Within the material below, how many lines include "format"? Answer with the count only.

● ● ● ●

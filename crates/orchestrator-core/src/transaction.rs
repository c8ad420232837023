// Copyright (c) 2025 Workflow Orchestration Team
// SPDX-License-Identifier: Apache-2.0

//! Two-phase commit coordination across workflow participants, correlated
//! over the in-process event bus.
//!
//! Participant responses are matched back to a transaction purely by
//! `correlation_id == transaction_id`; the bus is the chosen correlation
//! transport, which keeps this coordinator's wire shape identical to every
//! other event exchanged by this engine instead of inventing a second
//! request/response channel.

use crate::error::{OrchestratorError, Result};
use crate::events::{EventBus, EventType, ServiceEvent};
use crate::metrics::MetricsAggregator;
use chrono::{DateTime, Utc};
use dashmap::DashMap;
use parking_lot::Mutex;
use serde::{Deserialize, Serialize};
use serde_json::Value;
use std::collections::{HashMap, HashSet};
use std::sync::Arc;
use std::time::Duration;
use tracing::{info, warn};
use uuid::Uuid;

/// Phase a transaction currently occupies.
#[derive(Debug, Clone, Copy, PartialEq, Eq, Serialize, Deserialize)]
#[serde(rename_all = "snake_case")]
pub enum TransactionStatus {
    Pending,
    Preparing,
    Prepared,
    Committing,
    Committed,
    Aborting,
    Aborted,
}

impl TransactionStatus {
    pub fn is_terminal(self) -> bool {
        matches!(self, TransactionStatus::Committed | TransactionStatus::Aborted)
    }
}

/// The durable record of one two-phase-commit transaction.
#[derive(Debug, Clone, Serialize, Deserialize)]
pub struct TransactionContext {
    pub transaction_id: Uuid,
    pub coordinator: String,
    pub participants: Vec<String>,
    pub status: TransactionStatus,
    pub operations: HashMap<String, Value>,
    pub compensations: HashMap<String, Value>,
    pub started_at: DateTime<Utc>,
    pub deadline: DateTime<Utc>,
}

/// Drives prepare/commit/abort over `EventBus`, with a background sweeper
/// that aborts transactions that overrun their deadline.
pub struct TransactionCoordinator {
    bus: EventBus,
    metrics: Arc<MetricsAggregator>,
    transactions: DashMap<Uuid, Mutex<TransactionContext>>,
    prepare_timeout: Duration,
    commit_timeout: Duration,
}

impl TransactionCoordinator {
    pub fn new(
        bus: EventBus,
        metrics: Arc<MetricsAggregator>,
        prepare_timeout: Duration,
        commit_timeout: Duration,
    ) -> Self {
        Self {
            bus,
            metrics,
            transactions: DashMap::new(),
            prepare_timeout,
            commit_timeout,
        }
    }

    /// Registers a new transaction in `Pending` state and returns its id.
    pub fn begin(
        &self,
        coordinator: impl Into<String>,
        participants: Vec<String>,
        operations: HashMap<String, Value>,
        default_timeout: Duration,
    ) -> Uuid {
        let transaction_id = Uuid::new_v4();
        let now = Utc::now();
        let ctx = TransactionContext {
            transaction_id,
            coordinator: coordinator.into(),
            participants,
            status: TransactionStatus::Pending,
            operations,
            compensations: HashMap::new(),
            started_at: now,
            deadline: now + chrono::Duration::from_std(default_timeout).unwrap_or_default(),
        };
        self.transactions.insert(transaction_id, Mutex::new(ctx));
        self.metrics.record_transaction_started(transaction_id);
        transaction_id
    }

    pub fn status(&self, transaction_id: Uuid) -> Result<TransactionStatus> {
        self.get(transaction_id).map(|ctx| ctx.lock().status)
    }

    fn get(&self, transaction_id: Uuid) -> Result<dashmap::mapref::one::Ref<'_, Uuid, Mutex<TransactionContext>>> {
        self.transactions
            .get(&transaction_id)
            .ok_or_else(|| OrchestratorError::Other(format!("unknown transaction: {transaction_id}")))
    }

    /// Sends `prepare` requests to every participant and waits for their
    /// votes. All participants must vote `"prepared"` within
    /// `prepare_timeout` or the transaction moves straight to `Aborted`.
    pub async fn prepare(&self, transaction_id: Uuid) -> Result<()> {
        let (participants, operations) = {
            let entry = self.get(transaction_id)?;
            let mut ctx = entry.lock();
            ctx.status = TransactionStatus::Preparing;
            (ctx.participants.clone(), ctx.operations.clone())
        };

        let subscriber = self.bus.subscribe();
        for participant in &participants {
            let payload = serde_json::json!({
                "phase": "prepare",
                "operation": operations.get(participant).cloned().unwrap_or(Value::Null),
            });
            self.bus.publish(
                ServiceEvent::new(EventType::ServiceRequest, "orchestrator", payload)
                    .with_correlation(transaction_id)
                    .with_target(participant.clone()),
            );
        }

        let votes = self
            .collect_responses(&subscriber, transaction_id, &participants, self.prepare_timeout)
            .await;

        let all_prepared = participants
            .iter()
            .all(|p| votes.get(p).map(|v| v["vote"] == "prepared").unwrap_or(false));

        let entry = self.get(transaction_id)?;
        let mut ctx = entry.lock();
        if all_prepared {
            ctx.status = TransactionStatus::Prepared;
            info!(%transaction_id, "all participants prepared");
            Ok(())
        } else {
            ctx.status = TransactionStatus::Aborted;
            self.metrics.record_transaction_aborted(transaction_id);
            warn!(%transaction_id, "prepare phase failed, aborting");
            drop(ctx);
            self.broadcast_abort(transaction_id, &participants);
            Err(OrchestratorError::Other(format!(
                "transaction {transaction_id} failed to prepare"
            )))
        }
    }

    /// Sends `commit` requests to every participant. If any participant
    /// fails to acknowledge within `commit_timeout`, the transaction is left
    /// in a flagged, un-recovered state — some participants may have
    /// already committed — rather than silently retried.
    pub async fn commit(&self, transaction_id: Uuid) -> Result<()> {
        let participants = {
            let entry = self.get(transaction_id)?;
            let mut ctx = entry.lock();
            if ctx.status != TransactionStatus::Prepared {
                return Err(OrchestratorError::Other(format!(
                    "transaction {transaction_id} is not in Prepared state"
                )));
            }
            ctx.status = TransactionStatus::Committing;
            ctx.participants.clone()
        };

        let subscriber = self.bus.subscribe();
        for participant in &participants {
            self.bus.publish(
                ServiceEvent::new(EventType::ServiceRequest, "orchestrator", serde_json::json!({"phase": "commit"}))
                    .with_correlation(transaction_id)
                    .with_target(participant.clone()),
            );
        }

        let acks = self
            .collect_responses(&subscriber, transaction_id, &participants, self.commit_timeout)
            .await;

        let all_committed = participants
            .iter()
            .all(|p| acks.get(p).map(|v| v["vote"] == "committed").unwrap_or(false));

        let entry = self.get(transaction_id)?;
        let mut ctx = entry.lock();
        if all_committed {
            ctx.status = TransactionStatus::Committed;
            self.metrics.record_transaction_committed(transaction_id);
            info!(%transaction_id, "transaction committed");
            Ok(())
        } else {
            let missing: Vec<&String> = participants
                .iter()
                .filter(|p| acks.get(*p).map(|v| v["vote"] != "committed").unwrap_or(true))
                .collect();
            warn!(%transaction_id, ?missing, "post-prepare inconsistency: not all participants committed");
            Err(OrchestratorError::PostPrepareInconsistency {
                transaction_id,
                detail: format!("participants not confirmed committed: {missing:?}"),
            })
        }
    }

    /// Best-effort abort notification; always terminates the transaction as
    /// `Aborted` regardless of participant acknowledgement, since an abort
    /// that a participant fails to hear is a participant-side recovery
    /// concern, not this coordinator's.
    pub async fn abort(&self, transaction_id: Uuid) -> Result<()> {
        let participants = {
            let entry = self.get(transaction_id)?;
            let mut ctx = entry.lock();
            ctx.status = TransactionStatus::Aborting;
            ctx.participants.clone()
        };
        self.broadcast_abort(transaction_id, &participants);

        let entry = self.get(transaction_id)?;
        entry.lock().status = TransactionStatus::Aborted;
        self.metrics.record_transaction_aborted(transaction_id);
        Ok(())
    }

    fn broadcast_abort(&self, transaction_id: Uuid, participants: &[String]) {
        for participant in participants {
            self.bus.publish(
                ServiceEvent::new(EventType::ServiceRequest, "orchestrator", serde_json::json!({"phase": "abort"}))
                    .with_correlation(transaction_id)
                    .with_target(participant.clone()),
            );
        }
    }

    async fn collect_responses(
        &self,
        subscriber: &crate::events::Subscriber,
        transaction_id: Uuid,
        participants: &[String],
        timeout: Duration,
    ) -> HashMap<String, Value> {
        let mut responses = HashMap::new();
        let mut outstanding: HashSet<String> = participants.iter().cloned().collect();

        let _ = tokio::time::timeout(timeout, async {
            while !outstanding.is_empty() {
                match subscriber.recv().await {
                    Some(event) if event.correlation_id == Some(transaction_id) && event.event_type == EventType::ServiceResponse => {
                        if outstanding.remove(&event.source_service) {
                            responses.insert(event.source_service.clone(), event.payload);
                        }
                    }
                    Some(_) => continue,
                    None => break,
                }
            }
        })
        .await;

        responses
    }

    /// Scans all non-terminal transactions and aborts any past its
    /// deadline. Intended to run on a periodic background task.
    pub async fn sweep_timeouts(&self) {
        let overdue: Vec<Uuid> = self
            .transactions
            .iter()
            .filter_map(|entry| {
                let ctx = entry.value().lock();
                if !ctx.status.is_terminal() && Utc::now() > ctx.deadline {
                    Some(ctx.transaction_id)
                } else {
                    None
                }
            })
            .collect();

        for transaction_id in overdue {
            warn!(%transaction_id, "transaction exceeded its deadline, aborting");
            let _ = self.abort(transaction_id).await;
        }
    }
}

● ● ● ●

§ Reply to the task
4